SECTION 10.                                GENERAL PROVISIONS.

10.1.                       Compliance With Law .  DJ shall comply, at all times during the term of this Agreement, with all applicable ordinances and laws of the City of Dubuque, county, or state government or of the United States Government, and of any political division or subdivision or agency authority or commission thereof that may have jurisdiction to pass laws or ordinances with respect to the Public Parking Facility.

10.2.                       Reservation Of Rights .  Any and all rights and privileges not granted to DJ by this Agreement are hereby reserved for and to City.

10.3.                       Governing Law . This Agreement and all disputes arising hereunder shall be governed by the laws of the State of Iowa.

10.4.                       Nonwaiver Of Rights . No waiver of default by either party of any of the terms, covenants, and conditions hereof to be performed, kept, and observed by the other party shall be construed as, or shall operate as, a waiver of any subsequent default of any of the terms, covenants, or conditions herein contained, to be performed, kept, and observed by the other party.

10.5.                       Severability . If one or more clauses, sections, or provisions of this Agreement, or the application thereof, shall be held to be unlawful, invalid, or unenforceable, the remainder and application hereof of such provision shall not be affected thereby, provided, however, that if any provisions herein allowing termination of this Agreement by City in its sole discretion shall be held to be unlawful, invalid, or unenforceable, then this entire Agreement shall be void.

10.6.                       Paragraph Headings . The paragraph headings contained herein are for convenience in reference and are not intended to define or limit the scope of any provision of this Agreement.

10.7.                       Force Majeure . Neither party will be liable for delays in performance caused by acts of God or government authority, strikes, or labor disputes, or other cause beyond the reasonable control of that party.

10.8.                       Entire Agreement . This Agreement, together with all the Development Agreement and exhibits attached hereto and thereto, constitute the entire Agreement between the parties hereto, and all other representations or statements heretofore made, verbal, or written, are merged herein, and this Agreement may be amended only in writing, and executed by duly authorized representatives of the parties hereto.

 
 

 



10.9.                       Partnership Disclaimer . It is mutually understood that nothing in this Agreement is intended or shall be construed as in any way creating or establishing the relationship of partners between the parties hereto.

10.11.                       Agreement Construction . Words and phrases herein shall be construed as in the singular or plural, number, and a masculine, feminine, or neuter gender, according to the context.

IN WITNESS WHEREOF, the parties hereto have executed this Agreement as of the date first above written.



CITY OF DUBUQUE, IOWA                                                                                     DIAMOND JO, LLC

By:                                                                                         By:                                                      
      Its                                                                                                            Its

 
 

 

EXHIBIT A

MAINTENANCE SCHEDULE

 
 

 


 
EXHIBIT A




PREVENTIVE MAINTENANCE REQUIREMENTS

 
 

 


 
INTRODUCTION

This plan is intended to assist those involved in establishing and funding an operating maintenance program for the Port of Dubuque ramp.

The maintenance program is divided into three categories:

                Operational:
Most maintenance is provided by onsite dairy employee(s).

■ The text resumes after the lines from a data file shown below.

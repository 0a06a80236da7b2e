//! tmpfs mount management for tmpsync volumes.
//!
//! Attaches a size-bounded tmpfs at a volume's mountpoint and detaches it
//! again, including anything mounted underneath it.

use std::ffi::CString;
use std::os::unix::ffi::OsStrExt;
use std::path::{Component, Path, PathBuf};
use thiserror::Error;

const MOUNTINFO: &str = "/proc/self/mountinfo";

/// Errors that can occur during mount operations.
#[derive(Debug, Error)]
pub enum MountError {
    /// Path does not exist.
    #[error("Path not found: {0}")]
    PathNotFound(String),

    /// Path is not a directory.
    #[error("Not a directory: {0}")]
    NotADirectory(String),

    /// Permission denied.
    #[error("Permission denied: {0}")]
    PermissionDenied(String),

    /// Invalid option.
    #[error("Invalid option: {0}")]
    InvalidOption(String),

    /// The mount(2) call failed.
    #[error("Could not mount tmpfs on {path}: {reason}")]
    AttachFailed {
        /// Mountpoint passed to mount(2).
        path: String,
        /// OS error text.
        reason: String,
    },

    /// The umount2(2) call failed.
    #[error("Could not unmount {path}: {reason}")]
    DetachFailed {
        /// Mountpoint passed to umount2(2).
        path: String,
        /// OS error text.
        reason: String,
    },

    /// I/O error.
    #[error("I/O error: {0}")]
    IoError(String),
}

impl From<std::io::Error> for MountError {
    fn from(e: std::io::Error) -> Self {
        match e.kind() {
            std::io::ErrorKind::NotFound => MountError::IoError(format!("not found: {}", e)),
            std::io::ErrorKind::PermissionDenied => {
                MountError::PermissionDenied(format!("permission denied: {}", e))
            }
            _ => MountError::IoError(e.to_string()),
        }
    }
}

/// Attaches and detaches memory-backed filesystems.
pub trait Mounter: Send + Sync {
    /// Mount a tmpfs at `path`, bounded by `size_limit` when it is non-empty.
    fn attach(&self, path: &Path, size_limit: &str) -> Result<(), MountError>;

    /// Unmount everything at or below `path`. Succeeds when nothing is mounted.
    fn detach(&self, path: &Path) -> Result<(), MountError>;
}

/// [`Mounter`] backed by the Linux mount syscalls.
#[derive(Debug, Default, Clone, Copy)]
pub struct TmpfsMounter;

impl TmpfsMounter {
    /// Create a new tmpfs mounter.
    pub fn new() -> Self {
        TmpfsMounter
    }
}

impl Mounter for TmpfsMounter {
    fn attach(&self, path: &Path, size_limit: &str) -> Result<(), MountError> {
        validate_mountpoint(path)?;

        let data = tmpfs_data(size_limit);
        let source = c_string("tmpfs")?;
        let target = path_to_c_string(path)?;
        let data = c_string(&data)?;

        // SAFETY: all pointers come from live CStrings for the duration of the call.
        let rc = unsafe {
            libc::mount(
                source.as_ptr(),
                target.as_ptr(),
                source.as_ptr(),
                0,
                data.as_ptr() as *const libc::c_void,
            )
        };
        if rc != 0 {
            let err = std::io::Error::last_os_error();
            return Err(match err.raw_os_error() {
                Some(libc::EPERM) | Some(libc::EACCES) => {
                    MountError::PermissionDenied(path.display().to_string())
                }
                _ => MountError::AttachFailed {
                    path: path.display().to_string(),
                    reason: err.to_string(),
                },
            });
        }

        tracing::debug!(path = %path.display(), size = size_limit, "tmpfs attached");
        Ok(())
    }

    fn detach(&self, path: &Path) -> Result<(), MountError> {
        let mountinfo = std::fs::read_to_string(MOUNTINFO)?;
        // mountinfo lists resolved paths
        let path = std::fs::canonicalize(path).unwrap_or_else(|_| clean_path(path));

        for mountpoint in mounts_under(&mountinfo, &path) {
            let target = path_to_c_string(&mountpoint)?;
            // SAFETY: target is a valid NUL-terminated path.
            let rc = unsafe { libc::umount2(target.as_ptr(), 0) };
            if rc != 0 {
                let err = std::io::Error::last_os_error();
                // EINVAL: already gone underneath us
                if err.raw_os_error() == Some(libc::EINVAL) {
                    continue;
                }
                return Err(MountError::DetachFailed {
                    path: mountpoint.display().to_string(),
                    reason: err.to_string(),
                });
            }
            tracing::debug!(path = %mountpoint.display(), "unmounted");
        }

        Ok(())
    }
}

/// Validate a mountpoint path.
pub fn validate_mountpoint(path: &Path) -> Result<(), MountError> {
    if !path.exists() {
        return Err(MountError::PathNotFound(path.display().to_string()));
    }

    if !path.is_dir() {
        return Err(MountError::NotADirectory(path.display().to_string()));
    }

    Ok(())
}

/// Build the tmpfs mount data string for a size limit.
pub fn tmpfs_data(size_limit: &str) -> String {
    let size_limit = size_limit.trim();
    if size_limit.is_empty() {
        String::new()
    } else {
        format!("size={}", size_limit)
    }
}

/// Lexically normalize `path`: drop `.` components and fold `..` into
/// their parent. Symlinks are not resolved.
pub fn clean_path(path: &Path) -> PathBuf {
    let mut out = PathBuf::new();
    for component in path.components() {
        match component {
            Component::CurDir => {}
            Component::ParentDir => match out.components().next_back() {
                Some(Component::Normal(_)) => {
                    out.pop();
                }
                Some(Component::RootDir) | Some(Component::Prefix(_)) => {}
                _ => out.push(".."),
            },
            other => out.push(other.as_os_str()),
        }
    }
    out
}

/// Mountpoints at or below `root` listed in mountinfo content, deepest first.
///
/// `root` is normalized with [`clean_path`] before matching.
pub fn mounts_under(mountinfo: &str, root: &Path) -> Vec<PathBuf> {
    let root = clean_path(root);
    let mut found: Vec<PathBuf> = mountinfo
        .lines()
        .filter_map(|line| line.split_whitespace().nth(4))
        .map(|field| PathBuf::from(unescape_mountinfo(field)))
        .filter(|mountpoint| mountpoint.starts_with(&root))
        .collect();

    found.sort_by_key(|mountpoint| std::cmp::Reverse(mountpoint.components().count()));
    found
}

// mountinfo escapes space, tab, newline and backslash as octal.
fn unescape_mountinfo(field: &str) -> String {
    let bytes = field.as_bytes();
    let mut out = Vec::with_capacity(bytes.len());
    let mut i = 0;
    while i < bytes.len() {
        if bytes[i] == b'\\' && i + 3 < bytes.len() {
            let octal = std::str::from_utf8(&bytes[i + 1..i + 4]).ok();
            if let Some(value) = octal.and_then(|o| u8::from_str_radix(o, 8).ok()) {
                out.push(value);
                i += 4;
                continue;
            }
        }
        out.push(bytes[i]);
        i += 1;
    }
    String::from_utf8_lossy(&out).into_owned()
}

fn c_string(s: &str) -> Result<CString, MountError> {
    CString::new(s).map_err(|_| MountError::InvalidOption(s.to_string()))
}

fn path_to_c_string(path: &Path) -> Result<CString, MountError> {
    CString::new(path.as_os_str().as_bytes())
        .map_err(|_| MountError::InvalidOption(path.display().to_string()))
}

#[cfg(test)]
mod tests {
    use super::*;
    use std::fs;

    const SAMPLE: &str = "\
22 1 8:1 / / rw,relatime shared:1 - ext4 /dev/sda1 rw
40 22 0:35 / /srv/plugin/v1 rw,relatime shared:20 - tmpfs tmpfs rw,size=102400k
41 40 0:36 / /srv/plugin/v1/nested rw,relatime shared:21 - tmpfs tmpfs rw
42 22 0:37 / /srv/plugin/v10 rw,relatime shared:22 - tmpfs tmpfs rw
43 22 0:38 / /srv/plugin/with\\040space rw,relatime shared:23 - tmpfs tmpfs rw
";

    #[test]
    fn test_tmpfs_data_with_size() {
        assert_eq!(tmpfs_data("100m"), "size=100m");
    }

    #[test]
    fn test_tmpfs_data_empty_size_has_no_option() {
        assert_eq!(tmpfs_data(""), "");
        assert_eq!(tmpfs_data("  "), "");
    }

    #[test]
    fn test_mounts_under_returns_deepest_first() {
        let mounts = mounts_under(SAMPLE, Path::new("/srv/plugin/v1"));
        assert_eq!(
            mounts,
            vec![
                PathBuf::from("/srv/plugin/v1/nested"),
                PathBuf::from("/srv/plugin/v1"),
            ]
        );
    }

    #[test]
    fn test_mounts_under_ignores_sibling_prefix() {
        let mounts = mounts_under(SAMPLE, Path::new("/srv/plugin/v1"));
        assert!(!mounts.contains(&PathBuf::from("/srv/plugin/v10")));
    }

    #[test]
    fn test_mounts_under_nothing_mounted() {
        let mounts = mounts_under(SAMPLE, Path::new("/srv/plugin/absent"));
        assert!(mounts.is_empty());
    }

    #[test]
    fn test_mounts_under_unescapes_spaces() {
        let mounts = mounts_under(SAMPLE, Path::new("/srv/plugin/with space"));
        assert_eq!(mounts, vec![PathBuf::from("/srv/plugin/with space")]);
    }

    #[test]
    fn test_mounts_under_normalizes_root() {
        let mounts = mounts_under(SAMPLE, Path::new("/srv/app/../plugin/./v1/"));
        assert_eq!(
            mounts,
            vec![
                PathBuf::from("/srv/plugin/v1/nested"),
                PathBuf::from("/srv/plugin/v1"),
            ]
        );
    }

    #[test]
    fn test_clean_path() {
        assert_eq!(clean_path(Path::new("/a/./b/../c")), PathBuf::from("/a/c"));
        assert_eq!(clean_path(Path::new("/../a")), PathBuf::from("/a"));
        assert_eq!(clean_path(Path::new("a/../../b")), PathBuf::from("../b"));
        assert_eq!(clean_path(Path::new("../../b")), PathBuf::from("../../b"));
        assert_eq!(clean_path(Path::new("/srv/plugin/")), PathBuf::from("/srv/plugin"));
    }

    #[test]
    fn test_validate_mountpoint_with_nonexistent_path() {
        let result = validate_mountpoint(Path::new("/nonexistent_path_12345"));
        assert!(matches!(result, Err(MountError::PathNotFound(_))));
    }

    #[test]
    fn test_validate_mountpoint_with_file_not_dir() {
        let dir = tempfile::tempdir().unwrap();
        let file = dir.path().join("not_a_dir");
        fs::write(&file, "test").unwrap();

        let result = validate_mountpoint(&file);
        assert!(matches!(result, Err(MountError::NotADirectory(_))));
    }

    #[test]
    fn test_attach_on_missing_path_fails_before_syscall() {
        let mounter = TmpfsMounter::new();
        let result = mounter.attach(Path::new("/nonexistent_path_12345"), "10m");
        assert!(matches!(result, Err(MountError::PathNotFound(_))));
    }

    #[test]
    fn test_detach_with_nothing_mounted_succeeds() {
        let dir = tempfile::tempdir().unwrap();
        let mounter = TmpfsMounter::new();
        assert!(mounter.detach(dir.path()).is_ok());
    }

    #[test]
    fn test_io_error_permission_denied_conversion() {
        let io_err = std::io::Error::from(std::io::ErrorKind::PermissionDenied);
        let err: MountError = io_err.into();
        assert!(matches!(err, MountError::PermissionDenied(_)));
    }
}
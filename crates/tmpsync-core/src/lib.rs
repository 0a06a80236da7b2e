#![warn(missing_docs)]

//! tmpsync core: tmpfs-backed volumes that are pushed to durable storage
//! with rsync when released.

pub mod controller;
pub mod error;
pub mod mount;
pub mod registry;
pub mod sync;
pub mod volume;

pub use controller::VolumeController;
pub use error::{Result, VolumeError};
pub use mount::{MountError, Mounter, TmpfsMounter};
pub use registry::VolumeRegistry;
pub use sync::{RsyncSynchronizer, SyncError, SyncMode, Synchronizer};
pub use volume::{Capabilities, Scope, Volume, VolumeInfo, VolumeOptions, VolumeState};
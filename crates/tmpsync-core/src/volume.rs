//! Volume records and per-volume create options.

use chrono::{DateTime, Utc};
use serde::{Deserialize, Serialize};
use std::collections::HashMap;
use std::path::{Path, PathBuf};

use crate::error::{Result, VolumeError};
use crate::sync::{SyncMode, UnknownSyncFlag};

/// Whether a volume's tmpfs is currently attached.
#[derive(Debug, Clone, Copy, PartialEq, Eq, Default, Serialize, Deserialize)]
#[serde(rename_all = "lowercase")]
pub enum VolumeState {
    /// Backing directory exists, nothing mounted.
    #[default]
    Created,
    /// tmpfs attached at the mountpoint.
    Mounted,
}

/// Options accepted when creating a volume.
#[derive(Debug, Clone, Default, PartialEq, Eq)]
pub struct VolumeOptions {
    /// tmpfs size bound, passed through verbatim (e.g. `512m`).
    pub size_limit: String,
    /// Local path or `user@host:path` receiving the contents on release.
    pub target: String,
    /// Flags applied to the release-time sync.
    pub sync_mode: SyncMode,
    /// SSH key used for remote targets.
    pub auth_key: Option<PathBuf>,
}

impl VolumeOptions {
    /// Parse the `fssize`, `target`, `opmode` and `sshkey` create options.
    pub fn parse(opts: &HashMap<String, String>) -> Result<Self> {
        let mut options = VolumeOptions::default();

        for (key, value) in opts {
            match key.as_str() {
                "fssize" => options.size_limit = value.trim().to_string(),
                "target" => options.target = value.trim().to_string(),
                "opmode" => {
                    options.sync_mode = value.parse().map_err(|e: UnknownSyncFlag| {
                        VolumeError::InvalidValue {
                            key: key.clone(),
                            value: value.clone(),
                            reason: e.to_string(),
                        }
                    })?
                }
                "sshkey" => {
                    let value = value.trim();
                    options.auth_key = (!value.is_empty()).then(|| PathBuf::from(value));
                }
                _ => {
                    return Err(VolumeError::InvalidOption {
                        key: key.clone(),
                        value: value.clone(),
                    })
                }
            }
        }

        if options.target.is_empty() {
            return Err(VolumeError::MissingOption {
                key: "target".to_string(),
            });
        }

        Ok(options)
    }
}

/// One named volume as held by the registry.
#[derive(Debug, Clone, PartialEq, Eq)]
pub struct Volume {
    /// Unique volume name.
    pub name: String,
    /// `<root>/<name>`, fixed at creation.
    pub mountpoint: PathBuf,
    /// tmpfs size bound; empty means the kernel default.
    pub size_limit: String,
    /// Sync destination.
    pub target: String,
    /// Flags applied to the release-time sync.
    pub sync_mode: SyncMode,
    /// SSH key for remote targets.
    pub auth_key: Option<PathBuf>,
    /// Whether the tmpfs is attached.
    pub state: VolumeState,
    /// Creation time.
    pub created_at: DateTime<Utc>,
}

impl Volume {
    /// Build a new, unmounted volume rooted under `root`.
    pub fn new(root: &Path, name: &str, options: VolumeOptions) -> Self {
        Self {
            name: name.to_string(),
            mountpoint: mountpoint_for(root, name),
            size_limit: options.size_limit,
            target: options.target,
            sync_mode: options.sync_mode,
            auth_key: options.auth_key,
            state: VolumeState::Created,
            created_at: Utc::now(),
        }
    }

    /// True while the tmpfs is attached.
    pub fn is_mounted(&self) -> bool {
        self.state == VolumeState::Mounted
    }

    /// Snapshot for Get and List replies.
    pub fn info(&self) -> VolumeInfo {
        VolumeInfo {
            name: self.name.clone(),
            mountpoint: self.mountpoint.clone(),
            created_at: self.created_at,
            state: self.state,
        }
    }
}

/// Read-only view of a volume returned by Get and List.
#[derive(Debug, Clone, PartialEq, Eq, Serialize, Deserialize)]
pub struct VolumeInfo {
    /// Volume name.
    pub name: String,
    /// Where the tmpfs is (or will be) attached.
    pub mountpoint: PathBuf,
    /// Creation time.
    pub created_at: DateTime<Utc>,
    /// Current mount state.
    pub state: VolumeState,
}

/// Scope a volume driver reports to its host.
#[derive(Debug, Clone, Copy, PartialEq, Eq, Serialize, Deserialize)]
#[serde(rename_all = "lowercase")]
pub enum Scope {
    /// Volumes exist only on the host running the plugin.
    Local,
}

impl Scope {
    /// Wire name of the scope.
    pub fn as_str(&self) -> &'static str {
        match self {
            Scope::Local => "local",
        }
    }
}

/// Driver capabilities.
#[derive(Debug, Clone, Copy, PartialEq, Eq, Serialize, Deserialize)]
pub struct Capabilities {
    /// Reported volume scope.
    pub scope: Scope,
}

/// Mountpoint of volume `name` under `root`.
pub fn mountpoint_for(root: &Path, name: &str) -> PathBuf {
    root.join(name)
}

/// Reject names that are not a single, ordinary path component.
pub fn validate_name(name: &str) -> Result<()> {
    let invalid = name.is_empty()
        || name == "."
        || name == ".."
        || name.contains('/')
        || name.contains('\0');
    if invalid {
        return Err(VolumeError::InvalidName {
            name: name.to_string(),
        });
    }
    Ok(())
}
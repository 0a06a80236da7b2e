//! tmpsync volume plugin daemon

use anyhow::{Context, Result};
use clap::Parser;
use std::sync::Arc;
use tmpsync_core::{RsyncSynchronizer, TmpfsMounter, VolumeController};
use tmpsync_plugin::cli::Cli;
use tmpsync_plugin::{PluginApi, PluginConfig};
use tracing_subscriber::{fmt, prelude::*, EnvFilter};

#[tokio::main]
async fn main() -> Result<()> {
    let cli = Cli::parse();
    let mut config = cli.resolve()?;

    let filter = EnvFilter::try_from_default_env()
        .unwrap_or_else(|_| EnvFilter::new(&config.log_level));
    tracing_subscriber::registry()
        .with(fmt::layer())
        .with(filter)
        .init();

    tracing::info!("tmpsync volume plugin starting...");
    if !cli.config.exists() {
        tracing::warn!(
            "Config file not found, using defaults: {}",
            cli.config.display()
        );
    }
    tracing::info!(
        root = %config.root.display(),
        rsync = %config.rsync_path.display(),
        sync_timeout_secs = ?config.sync_timeout_secs,
        "configuration loaded"
    );

    std::fs::create_dir_all(&config.root)
        .with_context(|| format!("creating volume root {}", config.root.display()))?;
    // resolve symlinks so mountpoints match /proc/self/mountinfo
    config.root = std::fs::canonicalize(&config.root)
        .with_context(|| format!("resolving volume root {}", config.root.display()))?;

    if let Some(spec_file) = &config.spec_file {
        write_spec_file(&config, spec_file)?;
    }

    let synchronizer =
        RsyncSynchronizer::new(config.rsync_path.clone()).with_timeout(config.sync_timeout());
    let controller = Arc::new(VolumeController::new(
        config.root.clone(),
        Arc::new(TmpfsMounter::new()),
        Arc::new(synchronizer),
    ));

    PluginApi::new(controller).serve(config.bind_addr).await
}

fn write_spec_file(config: &PluginConfig, spec_file: &std::path::Path) -> Result<()> {
    if let Some(parent) = spec_file.parent() {
        std::fs::create_dir_all(parent)?;
    }
    std::fs::write(spec_file, format!("tcp://{}\n", config.bind_addr))
        .with_context(|| format!("writing plugin spec {}", spec_file.display()))?;
    tracing::info!("Wrote plugin spec to {}", spec_file.display());
    Ok(())
}
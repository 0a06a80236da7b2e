//! Errors returned by volume operations.

use thiserror::Error;

use crate::mount::MountError;
use crate::sync::SyncError;

/// Error returned by [`VolumeController`](crate::VolumeController) operations.
#[derive(Debug, Error)]
pub enum VolumeError {
    /// No volume is registered under `name`.
    #[error("volume {name} not found")]
    NotFound {
        /// Requested volume name.
        name: String,
    },

    /// A volume with this name is already registered.
    #[error("volume {name} already exists")]
    AlreadyExists {
        /// Conflicting volume name.
        name: String,
    },

    /// The name is empty or not a single path component.
    #[error("invalid volume name: {name:?}")]
    InvalidName {
        /// Rejected name.
        name: String,
    },

    /// A create option key is not recognised.
    #[error("unknown option ({key} = {value})")]
    InvalidOption {
        /// Unrecognised key.
        key: String,
        /// Value supplied with it.
        value: String,
    },

    /// A required create option was absent or empty.
    #[error("missing required option {key}")]
    MissingOption {
        /// Option key.
        key: String,
    },

    /// A known create option carried a value that could not be parsed.
    #[error("invalid value for {key}: {value:?} ({reason})")]
    InvalidValue {
        /// Option key.
        key: String,
        /// Rejected value.
        value: String,
        /// Why the value was rejected.
        reason: String,
    },

    /// Mount was requested for a volume that is already mounted.
    #[error("volume {name} is already mounted")]
    AlreadyMounted {
        /// Volume name.
        name: String,
    },

    /// Unmount was requested for a volume that is not mounted.
    #[error("volume {name} is not mounted")]
    NotMounted {
        /// Volume name.
        name: String,
    },

    /// Attaching or detaching the tmpfs failed.
    #[error("could not mount tmpfs on {name}: {source}")]
    Mount {
        /// Volume name.
        name: String,
        /// Underlying mount failure.
        #[source]
        source: MountError,
    },

    /// Pushing the volume contents to its target failed.
    #[error("could not sync {name}: {source}")]
    Sync {
        /// Volume name.
        name: String,
        /// Underlying sync failure.
        #[source]
        source: SyncError,
    },

    /// Filesystem error while managing the mountpoint directory.
    #[error("I/O error: {0}")]
    Io(#[from] std::io::Error),
}

/// Result alias for volume operations.
pub type Result<T> = std::result::Result<T, VolumeError>;
//! One-way synchronization of a volume's contents to its durable target.
//!
//! The argument set handed to rsync is a pure function of the volume's
//! [`SyncMode`] and optional SSH key, so it can be checked without running
//! anything. [`RsyncSynchronizer`] is the subprocess-backed implementation of
//! [`Synchronizer`].

use async_trait::async_trait;
use serde::{Deserialize, Serialize};
use std::ffi::OsString;
use std::fmt;
use std::path::{Path, PathBuf};
use std::process::{ExitStatus, Stdio};
use std::str::FromStr;
use std::time::Duration;
use thiserror::Error;
use tokio::io::{AsyncRead, AsyncReadExt};
use tokio::process::Command;

/// Errors raised while synchronizing a volume to its target.
#[derive(Debug, Error)]
pub enum SyncError {
    /// The sync program could not be started.
    #[error("could not start {program}: {source}")]
    Spawn {
        /// Program that failed to start.
        program: String,
        /// Why the spawn failed.
        #[source]
        source: std::io::Error,
    },

    /// The sync program exited unsuccessfully.
    #[error("sync to {target} failed ({status}): {output}")]
    Failed {
        /// Destination that was being synced to.
        target: String,
        /// Exit status as reported by the OS.
        status: String,
        /// Combined stdout and stderr of the sync program.
        output: String,
    },

    /// The sync program did not finish within the configured timeout.
    #[error("sync to {target} timed out after {after_ms}ms")]
    TimedOut {
        /// Destination that was being synced to.
        target: String,
        /// The timeout that expired.
        after_ms: u128,
    },
}

/// An `opmode` item that is not a known sync flag.
#[derive(Debug, Clone, PartialEq, Eq, Error)]
#[error("unknown sync mode flag: {0}")]
pub struct UnknownSyncFlag(pub String);

/// Independent sync policy flags.
#[derive(Debug, Clone, Copy, Default, PartialEq, Eq, Serialize, Deserialize)]
pub struct SyncMode {
    /// Preserve metadata and recurse.
    pub archive: bool,
    /// Compress data in transit.
    pub compress: bool,
    /// Delete files at the target that are absent from the source.
    pub delete: bool,
    /// Descend into subdirectories.
    pub recursive: bool,
}

impl SyncMode {
    /// True when no flag is set.
    pub fn is_empty(&self) -> bool {
        !(self.archive || self.compress || self.delete || self.recursive)
    }

    fn flags(&self) -> impl Iterator<Item = &'static str> {
        [
            (self.archive, "archive"),
            (self.compress, "compress"),
            (self.delete, "delete"),
            (self.recursive, "recursive"),
        ]
        .into_iter()
        .filter(|(set, _)| *set)
        .map(|(_, name)| name)
    }
}

impl FromStr for SyncMode {
    type Err = UnknownSyncFlag;

    /// Parse a comma-separated flag list such as `archive,delete`.
    fn from_str(s: &str) -> Result<Self, Self::Err> {
        let mut mode = SyncMode::default();
        for flag in s.split(',') {
            match flag.trim() {
                "archive" => mode.archive = true,
                "compress" => mode.compress = true,
                "delete" => mode.delete = true,
                "recursive" => mode.recursive = true,
                "" => {}
                other => return Err(UnknownSyncFlag(other.to_string())),
            }
        }
        Ok(mode)
    }
}

impl fmt::Display for SyncMode {
    fn fmt(&self, f: &mut fmt::Formatter<'_>) -> fmt::Result {
        let flags: Vec<&str> = self.flags().collect();
        f.write_str(&flags.join(","))
    }
}

/// Transport override that authenticates with `key` and skips host-key checks.
pub fn ssh_transport(key: &Path) -> String {
    format!(
        "ssh -o StrictHostKeyChecking=no -o UserKnownHostsFile=/dev/null -o LogLevel=quiet -i {}",
        key.display()
    )
}

/// Build the rsync argument list for one sync.
///
/// `source` is passed exactly as given; without a trailing slash rsync
/// creates `<target>/<basename of source>`.
pub fn build_rsync_args(
    source: &Path,
    target: &str,
    mode: SyncMode,
    auth_key: Option<&Path>,
) -> Vec<OsString> {
    let mut args: Vec<OsString> = mode.flags().map(|f| format!("--{}", f).into()).collect();

    if let Some(key) = auth_key {
        args.push("-e".into());
        args.push(ssh_transport(key).into());
    }

    args.push(source.as_os_str().to_owned());
    args.push(target.into());
    args
}

/// Pushes a local directory to a durable target.
#[async_trait]
pub trait Synchronizer: Send + Sync {
    /// Synchronize `source` into `target`. Fails unless the target is known
    /// to hold the source's contents.
    async fn sync(
        &self,
        source: &Path,
        target: &str,
        mode: SyncMode,
        auth_key: Option<&Path>,
    ) -> Result<(), SyncError>;
}

/// [`Synchronizer`] that shells out to rsync.
#[derive(Debug, Clone)]
pub struct RsyncSynchronizer {
    program: PathBuf,
    timeout: Option<Duration>,
}

impl RsyncSynchronizer {
    /// Run `program` (normally `rsync`) with no timeout.
    pub fn new(program: impl Into<PathBuf>) -> Self {
        Self {
            program: program.into(),
            timeout: None,
        }
    }

    /// Kill the sync and fail when it runs longer than `timeout`.
    pub fn with_timeout(mut self, timeout: Option<Duration>) -> Self {
        self.timeout = timeout;
        self
    }
}

impl Default for RsyncSynchronizer {
    fn default() -> Self {
        Self::new("rsync")
    }
}

#[async_trait]
impl Synchronizer for RsyncSynchronizer {
    async fn sync(
        &self,
        source: &Path,
        target: &str,
        mode: SyncMode,
        auth_key: Option<&Path>,
    ) -> Result<(), SyncError> {
        let args = build_rsync_args(source, target, mode, auth_key);
        tracing::debug!(program = %self.program.display(), ?args, "running sync");

        let mut cmd = Command::new(&self.program);
        cmd.args(&args).stdin(Stdio::null()).kill_on_drop(true);

        let (status, output) = match self.timeout {
            Some(limit) => tokio::time::timeout(limit, run_combined(cmd))
                .await
                .map_err(|_| SyncError::TimedOut {
                    target: target.to_string(),
                    after_ms: limit.as_millis(),
                })?,
            None => run_combined(cmd).await,
        }
        .map_err(|source| SyncError::Spawn {
            program: self.program.display().to_string(),
            source,
        })?;

        if status.success() {
            return Ok(());
        }

        let output = output.trim().to_string();
        tracing::error!(dest = target, status = %status, output = %output, "sync failed");

        Err(SyncError::Failed {
            target: target.to_string(),
            status: status.to_string(),
            output,
        })
    }
}

/// Run `cmd` to completion, collecting stdout and stderr into one stream in
/// the order the chunks arrive.
async fn run_combined(mut cmd: Command) -> std::io::Result<(ExitStatus, String)> {
    cmd.stdout(Stdio::piped()).stderr(Stdio::piped());
    let mut child = cmd.spawn()?;

    let mut stdout = child.stdout.take();
    let mut stderr = child.stderr.take();
    let mut out_buf = [0u8; 4096];
    let mut err_buf = [0u8; 4096];
    let mut combined = Vec::new();

    while stdout.is_some() || stderr.is_some() {
        tokio::select! {
            n = read_chunk(&mut stdout, &mut out_buf) => match n? {
                0 => stdout = None,
                n => combined.extend_from_slice(&out_buf[..n]),
            },
            n = read_chunk(&mut stderr, &mut err_buf) => match n? {
                0 => stderr = None,
                n => combined.extend_from_slice(&err_buf[..n]),
            },
        }
    }

    let status = child.wait().await?;
    Ok((status, String::from_utf8_lossy(&combined).into_owned()))
}

// Never resolves once the stream has been closed.
async fn read_chunk<R: AsyncRead + Unpin>(
    stream: &mut Option<R>,
    buf: &mut [u8],
) -> std::io::Result<usize> {
    match stream {
        Some(reader) => reader.read(buf).await,
        None => std::future::pending().await,
    }
}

Some maintenance is provided by professionals, usually under a maintenance contract. This work maintains the routine operation of the facility.

 
     Aesthetics:
     Partially provided by onsite daily employee(s) and partially by an outside professional. This work addresses primarily the appearance of the facility.

 
  Structural:
      Initial observations provided by onsite daily employees) augmented by professional inspection and maintenance. This work addresses the long term structural integrity of the facility.

A chart establishing a maintenance schedule with required daily, weekly, monthly, quarterly, semi-annual, and annual maintenance tasks is provided.
 


PREVENTATIVE MAINTENANCE PROGRAM

Operational and aesthetic maintenance is ongoing and must be planned for in the operational budget. With good operational maintenance, electrical, mechanical, and structural repairs should
be required less often. Good preventative maintenance reduces major repairs and therefore should be planned for.

Operational maintenance must be in the daily routine of the onsite personnel. Poor operational maintenance can read to costly repairs, can cause unsafe and unsightly conditions, and can even close the facility. Operational maintenance involves all building systems: cleaning floors, walls, windows, lobbies, etc., door and hardware operation, electrical and mechanical systems, parking control systems, plumbing and drainage systems, roofing and waterproofing, safety equipment, and ice or snow removal.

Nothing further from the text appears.